Here is a direct link to One Aspect of the Specific Bioactive or Z-Radiation of the Sun, Chizhevsky's article in the book where the quote comes from. Some partial results are below.
Electrocoagulation of colloids is a known phenomenon, ionization destabilizes colloids because they are stabilized by electrostatic repulsion. One of the methods, albeit not very common, is short wave electrolysis. In 1979 a patent Electrolysis Using Electromagnetic Radiation was granted to Peter Horvath. From description: The transformer generates a magnetic field in the electrolyte which provides preferred paths for the high speed electrons of the short wave electromagnetic radiation and also for the ions in the electrolyte thereby increasing the possibility for collision between the electrons and ions with subsequent improved radiolysis yield". The usual applications are to wastewater and medical treatments.
Non-thermal effects of irradiating milk are mentioned in an AVAATE Report with refernces to the original papers:"Muth in 1927 was the first to observe the formation of chains of emulsified fat particles in 20 kHz to 2 MHz electromagnetic fields. This is now a well-known phenomenon and is called the pearl chain effect. It occurs at all microwave frequencies and was captured on film by Liebesny and Pace in 1937, using milk, blood and yeast suspensions... Back in the 1930s Krasny-Ergen demonstrated that the minimum field strength for pearl chain formation... is equivalent to a power density of only about 26 µW / cm2, eminently "non-thermal"...". Alas, no mention of "Kerber" or "Goetinck" (the names are possibly misspelled, see below).
This book describes molecular denaturation caused in the body by strong electromagnetic fields, and mentions that "considerable work done in the USSR has been concerned with much lower levels of radiation intensity", referencing papers from 1957-1965. It also cites a 1963 paper of Wilkins, who may be misspelled "Wilke", and Heller, who may be misspelled "Miiller", in Journal of Chemical Physics called Effect of Radio-Frequency Fields on the Electrophoretic Mobility of Some Colloids. I was unable to locate any joint paper by Wilkins (or Wilke) and Muller, as "Miiller" is spelled in the book. However, another 1963 paper, in Nature, by Heller, Wilkins and Freeborn, Effect of Radio-frequency Fields on the Zeta-potential of a Colloidal Suspension reads:"Reports from this laboratory, afterwards confirmed elsewhere, have shown non-thermal effects of radio-frequency on living organisms and non-living material", which is similar to Chizhevsky's claim about Wilke and Muller.

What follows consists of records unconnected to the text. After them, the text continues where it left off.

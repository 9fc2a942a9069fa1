use tracing::debug;

#[derive(Debug, Clone, PartialEq, Eq)]
pub struct TabButton {
    pub target: String,
    pub active: bool,
}

#[derive(Debug, Clone, PartialEq, Eq)]
pub struct TabPanel {
    pub id: String,
    pub active: bool,
}

/// Mutually exclusive content panels selected by tab buttons.
#[derive(Debug, Clone, Default)]
pub struct TabController {
    buttons: Vec<TabButton>,
    panels: Vec<TabPanel>,
}

impl TabController {
    /// Builds the controller from markup state; whatever is flagged active
    /// there stays active until the first click.
    pub fn new(buttons: Vec<TabButton>, panels: Vec<TabPanel>) -> Self {
        Self { buttons, panels }
    }

    pub fn buttons(&self) -> &[TabButton] {
        &self.buttons
    }

    pub fn panels(&self) -> &[TabPanel] {
        &self.panels
    }

    /// Activates the button at `index` and its target panel. Returns the
    /// id of the panel now shown, which is `None` for a dangling target.
    pub fn activate(&mut self, index: usize) -> Option<&str> {
        let target = self.buttons.get(index)?.target.clone();

        for (i, button) in self.buttons.iter_mut().enumerate() {
            button.active = i == index;
        }
        let mut shown = None;
        for (i, panel) in self.panels.iter_mut().enumerate() {
            panel.active = panel.id == target && shown.is_none();
            if panel.active {
                shown = Some(i);
            }
        }

        if shown.is_none() {
            debug!(tab_target = %target, "tabs: no panel matches tab target");
        }
        shown.map(|i| self.panels[i].id.as_str())
    }

    pub fn active_panel(&self) -> Option<&str> {
        self.panels
            .iter()
            .find(|panel| panel.active)
            .map(|panel| panel.id.as_str())
    }
}
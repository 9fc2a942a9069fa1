//! Registration form wiring, validation and the save pipeline.

use std::sync::{
    atomic::{AtomicI64, Ordering},
    Arc,
};

use chrono::{DateTime, SecondsFormat, Utc};
use once_cell::sync::Lazy;
use regex::Regex;
use shared::{
    domain::{
        FormSubmission, RecordId, RegistrationRecord, RequiredField, DIETARY_OTHER,
        NO_TUTORIALS, OTHER_DIETARY_FALLBACK,
    },
    error::ValidationError,
};
use storage::{RegistrationRepository, StoreResult};
use tracing::{info, warn};

use crate::{
    error::{SiteError, SiteResult},
    notifications::Notifier,
    remote::{PushOutcome, RemoteRecordSource},
};

pub const SAVED_AND_SYNCED_MESSAGE: &str =
    "Registration submitted successfully! Thank you for registering.";
pub const SAVED_LOCALLY_MESSAGE: &str = "Registration saved locally. Thank you for registering.";
pub const SAVE_FAILED_MESSAGE: &str = "Registration could not be saved. Please try again.";

static EMAIL_PATTERN: Lazy<Regex> =
    Lazy::new(|| Regex::new(r"^[^\s@]+@[^\s@]+\.[^\s@]+$").expect("email pattern compiles"));

#[derive(Debug, Clone, PartialEq, Eq)]
pub struct TutorialOption {
    pub value: String,
    pub checked: bool,
}

impl TutorialOption {
    fn is_sentinel(&self) -> bool {
        self.value == NO_TUTORIALS
    }
}

/// Live state of the registration form.
#[derive(Debug, Clone, Default)]
pub struct RegistrationForm {
    pub name: String,
    pub email: String,
    pub affiliation: String,
    pub banquet: String,
    dietary: String,
    pub other_dietary_text: String,
    other_dietary_visible: bool,
    tutorials: Vec<TutorialOption>,
}

impl RegistrationForm {
    pub fn new(tutorial_values: impl IntoIterator<Item = impl Into<String>>) -> Self {
        Self {
            tutorials: tutorial_values
                .into_iter()
                .map(|value| TutorialOption {
                    value: value.into(),
                    checked: false,
                })
                .collect(),
            ..Self::default()
        }
    }

    pub fn dietary(&self) -> &str {
        &self.dietary
    }

    /// Changing the dietary select shows the companion text field only for
    /// the "Other" option.
    pub fn set_dietary(&mut self, value: impl Into<String>) {
        self.dietary = value.into();
        self.other_dietary_visible = self.dietary == DIETARY_OTHER;
    }

    pub fn other_dietary_visible(&self) -> bool {
        self.other_dietary_visible
    }

    pub fn tutorials(&self) -> &[TutorialOption] {
        &self.tutorials
    }

    /// Checks or unchecks a tutorial box, keeping "no tutorials" exclusive.
    /// Unknown values are ignored.
    pub fn set_tutorial(&mut self, value: &str, checked: bool) {
        let Some(index) = self.tutorials.iter().position(|t| t.value == value) else {
            return;
        };
        self.tutorials[index].checked = checked;
        if !checked {
            return;
        }

        let sentinel_changed = self.tutorials[index].is_sentinel();
        for (i, option) in self.tutorials.iter_mut().enumerate() {
            if i != index && option.is_sentinel() != sentinel_changed {
                option.checked = false;
            }
        }
    }

    pub fn submission(&self) -> FormSubmission {
        FormSubmission {
            name: Some(self.name.clone()),
            email: Some(self.email.clone()),
            affiliation: Some(self.affiliation.clone()),
            banquet: Some(self.banquet.clone()),
            dietary: Some(self.dietary.clone()),
            other_dietary_text: Some(self.other_dietary_text.clone()),
            tutorials: self
                .tutorials
                .iter()
                .filter(|t| t.checked)
                .map(|t| t.value.clone())
                .collect(),
        }
    }

    pub fn reset(&mut self) {
        let tutorials = std::mem::take(&mut self.tutorials);
        *self = Self {
            tutorials: tutorials
                .into_iter()
                .map(|t| TutorialOption {
                    checked: false,
                    ..t
                })
                .collect(),
            ..Self::default()
        };
    }
}

fn is_blank(value: Option<&str>) -> bool {
    value.map_or(true, |v| v.trim().is_empty())
}

pub fn validate(submission: &FormSubmission) -> Result<(), ValidationError> {
    for field in RequiredField::ALL {
        if is_blank(submission.field(field)) {
            return Err(ValidationError::MissingField(field));
        }
    }

    if !EMAIL_PATTERN.is_match(submission.email.as_deref().unwrap_or_default()) {
        return Err(ValidationError::InvalidEmail);
    }

    if submission.tutorials.is_empty() {
        return Err(ValidationError::NoTutorialSelected);
    }

    if submission.chose_other_dietary() && is_blank(submission.other_dietary_text.as_deref()) {
        return Err(ValidationError::MissingOtherDietary);
    }

    Ok(())
}

/// Issues record ids from the wall clock, never repeating or going backwards
/// within one process.
#[derive(Debug, Default)]
pub struct RecordClock {
    last: AtomicI64,
}

impl RecordClock {
    pub fn new() -> Self {
        Self::default()
    }

    /// Ensures later ids are greater than `id`, e.g. one already persisted
    /// by an earlier process.
    pub fn observe(&self, id: RecordId) {
        self.last.fetch_max(id.0, Ordering::Relaxed);
    }

    pub fn next_id(&self, now: DateTime<Utc>) -> RecordId {
        let candidate = now.timestamp_millis();
        let mut last = self.last.load(Ordering::Relaxed);
        loop {
            let next = candidate.max(last + 1);
            match self
                .last
                .compare_exchange(last, next, Ordering::Relaxed, Ordering::Relaxed)
            {
                Ok(_) => return RecordId(next),
                Err(actual) => last = actual,
            }
        }
    }
}

/// Builds the persisted record from an already validated submission.
pub fn build_record(
    submission: &FormSubmission,
    id: RecordId,
    now: DateTime<Utc>,
) -> RegistrationRecord {
    let text = |value: &Option<String>| value.clone().unwrap_or_default();
    RegistrationRecord {
        id,
        timestamp: now.to_rfc3339_opts(SecondsFormat::Millis, true),
        name: text(&submission.name),
        email: text(&submission.email),
        affiliation: text(&submission.affiliation),
        tutorials: submission.tutorials.join(", "),
        banquet: text(&submission.banquet),
        dietary: text(&submission.dietary),
        other_dietary: submission
            .other_dietary_text
            .clone()
            .filter(|t| !t.is_empty())
            .unwrap_or_else(|| OTHER_DIETARY_FALLBACK.to_string()),
    }
}

#[derive(Debug, Clone, PartialEq, Eq)]
pub struct SavedRegistration {
    pub record: RegistrationRecord,
    pub sync: PushOutcome,
    pub total_records: usize,
}

#[derive(Clone)]
pub struct RegistrationPipeline {
    repository: RegistrationRepository,
    remote: Arc<dyn RemoteRecordSource>,
    notifier: Notifier,
    clock: Arc<RecordClock>,
}

impl RegistrationPipeline {
    pub fn new(
        repository: RegistrationRepository,
        remote: Arc<dyn RemoteRecordSource>,
        notifier: Notifier,
    ) -> Self {
        Self {
            repository,
            remote,
            notifier,
            clock: Arc::new(RecordClock::new()),
        }
    }

    /// Validates and saves the form. The form is reset only on success.
    pub async fn submit(&self, form: &mut RegistrationForm) -> SiteResult<SavedRegistration> {
        let saved = self.register(&form.submission()).await?;
        form.reset();
        Ok(saved)
    }

    /// Validates, persists locally, then attempts the remote push. The
    /// outcome is always reported through the notifier.
    pub async fn register(&self, submission: &FormSubmission) -> SiteResult<SavedRegistration> {
        if let Err(err) = validate(submission) {
            info!(reason = %err, "registration: rejected");
            self.notifier.error(err.user_message()).await;
            return Err(SiteError::Validation(err));
        }

        let (record, records) = match self.persist(submission).await {
            Ok(saved) => saved,
            Err(err) => {
                warn!(error = %err, "registration: local save failed");
                self.notifier.error(SAVE_FAILED_MESSAGE).await;
                return Err(SiteError::Store(err));
            }
        };
        info!(
            record_id = record.id.0,
            total = records.len(),
            "registration: saved locally"
        );

        let sync = self.remote.push_record(&record).await;
        match &sync {
            PushOutcome::Pushed => {
                self.notifier.success(SAVED_AND_SYNCED_MESSAGE).await;
            }
            PushOutcome::Unsupported => {
                self.notifier.success(SAVED_LOCALLY_MESSAGE).await;
            }
            PushOutcome::Failed(reason) => {
                warn!(record_id = record.id.0, %reason, "registration: remote sync failed");
                self.notifier.success(SAVED_LOCALLY_MESSAGE).await;
            }
        }

        Ok(SavedRegistration {
            record,
            sync,
            total_records: records.len(),
        })
    }

    pub async fn registration_count(&self) -> SiteResult<usize> {
        Ok(self.repository.count().await?)
    }

    async fn persist(
        &self,
        submission: &FormSubmission,
    ) -> StoreResult<(RegistrationRecord, Vec<RegistrationRecord>)> {
        if let Some(latest) = self.repository.latest_id().await? {
            self.clock.observe(latest);
        }
        let now = Utc::now();
        let record = build_record(submission, self.clock.next_id(now), now);
        let records = self.repository.append(record.clone()).await?;
        Ok((record, records))
    }
}

#[cfg(test)]
#[path = "tests/registration_tests.rs"]
mod tests;
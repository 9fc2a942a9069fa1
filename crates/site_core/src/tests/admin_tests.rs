use super::*;
use shared::domain::{RecordId, RegistrationRecord};
use storage::MemoryStore;
use tokio::sync::Mutex;

use crate::{dialog::PresetDialog, remote::RemoteError};

fn record(id: i64) -> RegistrationRecord {
    RegistrationRecord {
        id: RecordId(id),
        timestamp: "2025-04-02T08:00:00.000Z".into(),
        name: format!("Attendee {id}"),
        email: format!("a{id}@example.org"),
        affiliation: "KAIST".into(),
        tutorials: "T1".into(),
        banquet: "Yes".into(),
        dietary: "None".into(),
        other_dietary: "N/A".into(),
    }
}

enum FakeRemote {
    Records(Vec<RegistrationRecord>),
    Down,
}

#[async_trait]
impl RemoteRecordSource for FakeRemote {
    async fn fetch_remote_records(&self) -> Result<Vec<RegistrationRecord>, RemoteError> {
        match self {
            FakeRemote::Records(records) => Ok(records.clone()),
            FakeRemote::Down => Err(RemoteError::Decode("offline".into())),
        }
    }

    async fn push_record(&self, _record: &RegistrationRecord) -> crate::remote::PushOutcome {
        crate::remote::PushOutcome::Unsupported
    }
}

#[derive(Default)]
struct CollectingSink {
    files: Mutex<Vec<ExportFile>>,
}

#[async_trait]
impl DownloadSink for CollectingSink {
    async fn offer(&self, file: ExportFile) -> anyhow::Result<()> {
        self.files.lock().await.push(file);
        Ok(())
    }
}

struct Harness {
    console: AdminConsole,
    repository: RegistrationRepository,
    notifier: Notifier,
    sink: Arc<CollectingSink>,
}

fn harness(remote: FakeRemote, dialog: PresetDialog) -> Harness {
    let repository = RegistrationRepository::new(Arc::new(MemoryStore::new()));
    let notifier = Notifier::new();
    let sink = Arc::new(CollectingSink::default());
    let console = AdminConsole::new(
        repository.clone(),
        Arc::new(remote),
        notifier.clone(),
        Arc::new(dialog),
        sink.clone(),
        AccessGate::default(),
    );
    Harness {
        console,
        repository,
        notifier,
        sink,
    }
}

fn operator(secret: &str) -> PresetDialog {
    PresetDialog {
        secret: Some(secret.into()),
        confirm: true,
    }
}

async fn toast(notifier: &Notifier) -> String {
    notifier.current().await.expect("toast").0.message
}

#[test]
fn gate_compares_plaintext() {
    let gate = AccessGate::default();
    assert!(gate.allows("awoc2025"));
    assert!(!gate.allows("AWOC2025"));
    assert!(!gate.allows(""));
}

#[tokio::test]
async fn wrong_or_cancelled_secret_denies_export() {
    let h = harness(FakeRemote::Down, operator("guess"));
    h.repository.append(record(1)).await.expect("seed");

    assert_eq!(h.console.export().await.expect("export"), ExportOutcome::Denied);
    assert_eq!(toast(&h.notifier).await, WRONG_SECRET_MESSAGE);
    assert!(h.sink.files.lock().await.is_empty());

    let h = harness(FakeRemote::Down, PresetDialog::default());
    assert_eq!(h.console.export().await.expect("export"), ExportOutcome::Denied);
}

#[tokio::test]
async fn export_with_no_records_produces_no_files() {
    let h = harness(FakeRemote::Records(Vec::new()), operator(DEFAULT_EXPORT_SECRET));

    assert_eq!(h.console.export().await.expect("export"), ExportOutcome::NoData);
    assert_eq!(toast(&h.notifier).await, NO_DATA_MESSAGE);
    assert!(h.sink.files.lock().await.is_empty());
}

#[tokio::test]
async fn export_merges_remote_records_by_id() {
    let h = harness(
        FakeRemote::Records(vec![record(1), record(5)]),
        operator(DEFAULT_EXPORT_SECRET),
    );
    h.repository.append(record(1)).await.expect("seed");
    h.repository.append(record(2)).await.expect("seed");

    let outcome = h.console.export().await.expect("export");

    let (spreadsheet, record_count, source) = match outcome {
        ExportOutcome::Exported {
            spreadsheet,
            record_count,
            source,
            ..
        } => (spreadsheet, record_count, source),
        other => panic!("expected export, got {other:?}"),
    };
    assert_eq!(record_count, 3);
    assert_eq!(source, RecordSource::LocalAndRemote);
    assert_eq!(
        toast(&h.notifier).await,
        format!("Spreadsheet downloaded: {spreadsheet}")
    );

    let files = h.sink.files.lock().await;
    assert_eq!(files.len(), 2);
    let backup: shared::protocol::BackupDocument =
        serde_json::from_slice(&files[1].bytes).expect("backup json");
    let ids: Vec<i64> = backup.registrations.iter().map(|r| r.id.0).collect();
    assert_eq!(ids, vec![1, 2, 5]);
    assert_eq!(backup.metadata.record_count, 3);

    // remote data is only merged into the export, never stored locally
    assert_eq!(h.repository.count().await.expect("count"), 2);
}

#[tokio::test]
async fn export_falls_back_to_local_when_remote_is_down() {
    let h = harness(FakeRemote::Down, operator(DEFAULT_EXPORT_SECRET));
    h.repository.append(record(1)).await.expect("seed");

    let outcome = h.console.export().await.expect("export");
    assert!(matches!(
        outcome,
        ExportOutcome::Exported {
            record_count: 1,
            source: RecordSource::Local,
            ..
        }
    ));
}

#[tokio::test]
async fn remote_only_records_are_still_exported() {
    let h = harness(
        FakeRemote::Records(vec![record(9)]),
        operator(DEFAULT_EXPORT_SECRET),
    );
    let outcome = h.console.export().await.expect("export");
    assert!(matches!(
        outcome,
        ExportOutcome::Exported {
            record_count: 1,
            ..
        }
    ));
}

#[tokio::test]
async fn clear_all_requires_confirmation() {
    let h = harness(
        FakeRemote::Down,
        PresetDialog {
            secret: None,
            confirm: false,
        },
    );
    h.repository.append(record(1)).await.expect("seed");

    assert!(!h.console.clear_all().await.expect("clear"));
    assert_eq!(h.console.registration_count().await.expect("count"), 1);
}

#[tokio::test]
async fn confirmed_clear_empties_the_store() {
    let h = harness(FakeRemote::Down, operator(DEFAULT_EXPORT_SECRET));
    h.repository.append(record(1)).await.expect("seed");
    h.repository.append(record(2)).await.expect("seed");
    let ids: Vec<i64> = h
        .console
        .records()
        .await
        .expect("records")
        .iter()
        .map(|r| r.id.0)
        .collect();
    assert_eq!(ids, vec![1, 2]);

    assert!(h.console.clear_all().await.expect("clear"));
    assert!(h.repository.records().await.expect("records").is_empty());
    assert_eq!(toast(&h.notifier).await, CLEARED_MESSAGE);
}

struct FailingSink;

#[async_trait]
impl DownloadSink for FailingSink {
    async fn offer(&self, _file: ExportFile) -> anyhow::Result<()> {
        anyhow::bail!("disk full")
    }
}

struct UnreachableStore;

#[async_trait]
impl storage::KeyValueStore for UnreachableStore {
    async fn get_item(&self, _key: &str) -> storage::StoreResult<storage::ItemSnapshot> {
        Err(anyhow::anyhow!("database is locked").into())
    }

    async fn set_item(
        &self,
        _key: &str,
        _value: &str,
        _expected: storage::Revision,
    ) -> storage::StoreResult<storage::Revision> {
        Err(anyhow::anyhow!("database is locked").into())
    }

    async fn remove_item(&self, _key: &str) -> storage::StoreResult<()> {
        Err(anyhow::anyhow!("database is locked").into())
    }
}

async fn error_toast(notifier: &Notifier) -> String {
    let (notification, _) = notifier.current().await.expect("toast");
    assert_eq!(notification.severity, shared::domain::Severity::Error);
    notification.message
}

#[tokio::test]
async fn failed_delivery_reports_an_error_toast() {
    let repository = RegistrationRepository::new(Arc::new(MemoryStore::new()));
    repository.append(record(1)).await.expect("seed");
    let notifier = Notifier::new();
    let console = AdminConsole::new(
        repository,
        Arc::new(FakeRemote::Down),
        notifier.clone(),
        Arc::new(operator(DEFAULT_EXPORT_SECRET)),
        Arc::new(FailingSink),
        AccessGate::default(),
    );

    let err = console.export().await.expect_err("delivery fails");
    assert!(matches!(err, SiteError::Download(_)));
    assert_eq!(error_toast(&notifier).await, EXPORT_FAILED_MESSAGE);
}

#[tokio::test]
async fn store_failures_report_error_toasts() {
    let notifier = Notifier::new();
    let console = AdminConsole::new(
        RegistrationRepository::new(Arc::new(UnreachableStore)),
        Arc::new(FakeRemote::Down),
        notifier.clone(),
        Arc::new(operator(DEFAULT_EXPORT_SECRET)),
        Arc::new(CollectingSink::default()),
        AccessGate::default(),
    );

    let err = console.export().await.expect_err("read fails");
    assert!(matches!(err, SiteError::Store(_)));
    assert_eq!(error_toast(&notifier).await, EXPORT_FAILED_MESSAGE);

    let err = console.clear_all().await.expect_err("clear fails");
    assert!(matches!(err, SiteError::Store(_)));
    assert_eq!(error_toast(&notifier).await, CLEAR_FAILED_MESSAGE);
}
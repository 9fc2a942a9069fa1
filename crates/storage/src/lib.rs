use anyhow::Context;
use async_trait::async_trait;
use sqlx::{
    sqlite::{SqliteConnectOptions, SqlitePoolOptions},
    Pool, Row, Sqlite,
};
use std::{
    fs,
    path::{Path, PathBuf},
    str::FromStr,
};
use thiserror::Error;

mod memory;
pub mod registrations;

pub use memory::MemoryStore;
pub use registrations::RegistrationRepository;

/// Per-key write counter. `Revision(0)` means the key was never written.
#[derive(Debug, Clone, Copy, PartialEq, Eq, PartialOrd, Ord, Hash, Default)]
pub struct Revision(pub i64);

impl Revision {
    pub fn next(self) -> Self {
        Self(self.0 + 1)
    }
}

#[derive(Debug, Clone, PartialEq, Eq, Default)]
pub struct ItemSnapshot {
    pub value: Option<String>,
    pub revision: Revision,
}

#[derive(Debug, Error)]
pub enum StoreError {
    #[error("write to `{key}` expected revision {expected} but found {actual}")]
    Conflict {
        key: String,
        expected: i64,
        actual: i64,
    },
    #[error("failed to encode stored value for `{key}`: {source}")]
    Encode {
        key: String,
        source: serde_json::Error,
    },
    #[error(transparent)]
    Backend(#[from] anyhow::Error),
}

pub type StoreResult<T> = std::result::Result<T, StoreError>;

/// String key-value storage with optimistic concurrency.
///
/// `set_item` only succeeds when the caller's `expected` revision still
/// matches the stored one; removal always succeeds and also advances the
/// revision so that stale writers are rejected afterwards.
#[async_trait]
pub trait KeyValueStore: Send + Sync {
    async fn get_item(&self, key: &str) -> StoreResult<ItemSnapshot>;
    async fn set_item(&self, key: &str, value: &str, expected: Revision) -> StoreResult<Revision>;
    async fn remove_item(&self, key: &str) -> StoreResult<()>;
}

#[derive(Clone)]
pub struct Storage {
    pool: Pool<Sqlite>,
}

impl Storage {
    pub async fn new(database_url: &str) -> anyhow::Result<Self> {
        ensure_sqlite_parent_dir_exists(database_url)?;

        let connect_options = SqliteConnectOptions::from_str(database_url)?.create_if_missing(true);
        let pool = SqlitePoolOptions::new()
            .max_connections(5)
            .connect_with(connect_options)
            .await?;
        sqlx::migrate!("./migrations").run(&pool).await?;
        Ok(Self { pool })
    }

    pub async fn health_check(&self) -> anyhow::Result<()> {
        let _: i64 = sqlx::query_scalar("SELECT 1")
            .fetch_one(&self.pool)
            .await
            .context("sqlite ping failed")?;
        Ok(())
    }

    async fn current_revision(&self, key: &str) -> anyhow::Result<Revision> {
        let revision: Option<i64> =
            sqlx::query_scalar("SELECT revision FROM kv_items WHERE key = ?")
                .bind(key)
                .fetch_optional(&self.pool)
                .await
                .with_context(|| format!("failed to read revision for `{key}`"))?;
        Ok(Revision(revision.unwrap_or_default()))
    }
}

#[async_trait]
impl KeyValueStore for Storage {
    async fn get_item(&self, key: &str) -> StoreResult<ItemSnapshot> {
        let row = sqlx::query("SELECT value, revision FROM kv_items WHERE key = ?")
            .bind(key)
            .fetch_optional(&self.pool)
            .await
            .with_context(|| format!("failed to read `{key}`"))?;

        let Some(row) = row else {
            return Ok(ItemSnapshot::default());
        };
        Ok(ItemSnapshot {
            value: row.try_get::<Option<String>, _>("value").context("bad value column")?,
            revision: Revision(row.try_get::<i64, _>("revision").context("bad revision column")?),
        })
    }

    async fn set_item(&self, key: &str, value: &str, expected: Revision) -> StoreResult<Revision> {
        let result = if expected == Revision::default() {
            sqlx::query(
                "INSERT INTO kv_items (key, value, revision) VALUES (?, ?, 1)
                 ON CONFLICT(key) DO NOTHING",
            )
            .bind(key)
            .bind(value)
            .execute(&self.pool)
            .await
        } else {
            sqlx::query(
                "UPDATE kv_items
                 SET value = ?, revision = revision + 1, updated_at = CURRENT_TIMESTAMP
                 WHERE key = ? AND revision = ?",
            )
            .bind(value)
            .bind(key)
            .bind(expected.0)
            .execute(&self.pool)
            .await
        };
        let result = result.with_context(|| format!("failed to write `{key}`"))?;

        if result.rows_affected() == 0 {
            let actual = self.current_revision(key).await?;
            return Err(StoreError::Conflict {
                key: key.to_string(),
                expected: expected.0,
                actual: actual.0,
            });
        }
        Ok(expected.next())
    }

    async fn remove_item(&self, key: &str) -> StoreResult<()> {
        sqlx::query(
            "UPDATE kv_items
             SET value = NULL, revision = revision + 1, updated_at = CURRENT_TIMESTAMP
             WHERE key = ?",
        )
        .bind(key)
        .execute(&self.pool)
        .await
        .with_context(|| format!("failed to remove `{key}`"))?;
        Ok(())
    }
}

fn ensure_sqlite_parent_dir_exists(database_url: &str) -> anyhow::Result<()> {
    let Some(path) = sqlite_path(database_url) else {
        return Ok(());
    };

    let Some(parent) = path.parent() else {
        return Ok(());
    };

    fs::create_dir_all(parent).with_context(|| {
        format!(
            "failed to create parent directory '{}' for database url '{database_url}'",
            parent.display()
        )
    })?;

    Ok(())
}

fn sqlite_path(database_url: &str) -> Option<PathBuf> {
    if database_url == "sqlite::memory:" || !database_url.starts_with("sqlite:") {
        return None;
    }

    let path = database_url
        .trim_start_matches("sqlite://")
        .trim_start_matches("sqlite:")
        .split('?')
        .next()
        .unwrap_or_default();

    if path.is_empty() {
        return None;
    }

    Some(Path::new(path).to_path_buf())
}

#[cfg(test)]
#[path = "tests/lib_tests.rs"]
mod tests;
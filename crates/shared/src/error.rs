use serde::{Deserialize, Serialize};
use thiserror::Error;

use crate::domain::RequiredField;

/// The only message users see for a rejected registration.
pub const GENERIC_VALIDATION_MESSAGE: &str = "Please fill in all required fields.";

#[derive(Debug, Clone, PartialEq, Eq, Error, Serialize, Deserialize)]
#[serde(tag = "rule", content = "field", rename_all = "snake_case")]
pub enum ValidationError {
    #[error("required field `{0}` is missing or blank")]
    MissingField(RequiredField),
    #[error("email address does not look like local@domain.tld")]
    InvalidEmail,
    #[error("no tutorial option selected")]
    NoTutorialSelected,
    #[error("dietary preference is Other but no description was given")]
    MissingOtherDietary,
}

impl ValidationError {
    pub fn user_message(&self) -> &'static str {
        GENERIC_VALIDATION_MESSAGE
    }
}
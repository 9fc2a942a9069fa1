use std::collections::HashMap;

use async_trait::async_trait;
use tokio::sync::Mutex;

use crate::{ItemSnapshot, KeyValueStore, Revision, StoreError, StoreResult};

/// Process-local store with the same revision semantics as the SQLite one.
#[derive(Default)]
pub struct MemoryStore {
    items: Mutex<HashMap<String, ItemSnapshot>>,
}

impl MemoryStore {
    pub fn new() -> Self {
        Self::default()
    }

    /// Seeds a raw value, bypassing revision checks. Used to load fixtures.
    pub async fn insert_raw(&self, key: &str, value: impl Into<String>) {
        let mut guard = self.items.lock().await;
        let entry = guard.entry(key.to_string()).or_default();
        entry.value = Some(value.into());
        entry.revision = entry.revision.next();
    }
}

#[async_trait]
impl KeyValueStore for MemoryStore {
    async fn get_item(&self, key: &str) -> StoreResult<ItemSnapshot> {
        Ok(self.items.lock().await.get(key).cloned().unwrap_or_default())
    }

    async fn set_item(&self, key: &str, value: &str, expected: Revision) -> StoreResult<Revision> {
        let mut guard = self.items.lock().await;
        let entry = guard.entry(key.to_string()).or_default();
        if entry.revision != expected {
            return Err(StoreError::Conflict {
                key: key.to_string(),
                expected: expected.0,
                actual: entry.revision.0,
            });
        }
        entry.value = Some(value.to_string());
        entry.revision = expected.next();
        Ok(entry.revision)
    }

    async fn remove_item(&self, key: &str) -> StoreResult<()> {
        if let Some(entry) = self.items.lock().await.get_mut(key) {
            entry.value = None;
            entry.revision = entry.revision.next();
        }
        Ok(())
    }
}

Biological Effects of Electromagnetic Radiation gives a nice survey of effects of short wave radiation used in medical treatments, the experimentation goes back to d'Arsonval, who placed animals, and later humans into induction coils. Another survey Early Research on the Biological Effects of Microwave Radiation explains that by 1930s there emerged a consensus that all short wave medical effects were thermal, with some prominent experimenters reversing their earlier position on the issue. Apparently, pearl chain effect, etc. did not make much of a dent in it. Extensive bibliographies on research up to 1960s are also available here and here.
A word on Chizhevsky. He is one of so-called Russian "scientific cosmists", Vernadsky and Tsiolkovsky, with whom he worked on space biology in 1926, are two other prominent representatives. Unlike philosophical cosmists, like Fedorov, who sought mystic connections between the Cosmos and life on earth, scientific cosmists were interested in finding connections mediated by physical phenomena. This explains Chizhevsky's interest in "bioactive radiation", in fact he was one of the early proponents of "heliobiology", study of sun’s effects on living organisms. In 1942 he was told to retract his writings about effects of solar cycles on mass psychology because they contradicted "historical materialism" explanations of the Russian revolutions. He refused, in Stalin's Soviet Union (!), was arrested and spent eight years in a forced labor camp. He was incredibly lucky to get released in 1950, still under Stalin.
A review of Young's book Russain Cosmists characterizes them as "visionary Cosmists who, being mostly scientists, conceive of cosmos as an ordered or an orderable universe to be explored and explained". And generally, "Cosmism, both philosophically and scientifically, gravitates toward a metaphysical vision of reality. Scientific knowledge and metaphysical knowledge (including the oddest forms of the occult) are united in one pursuit of comprehensive theory of everything".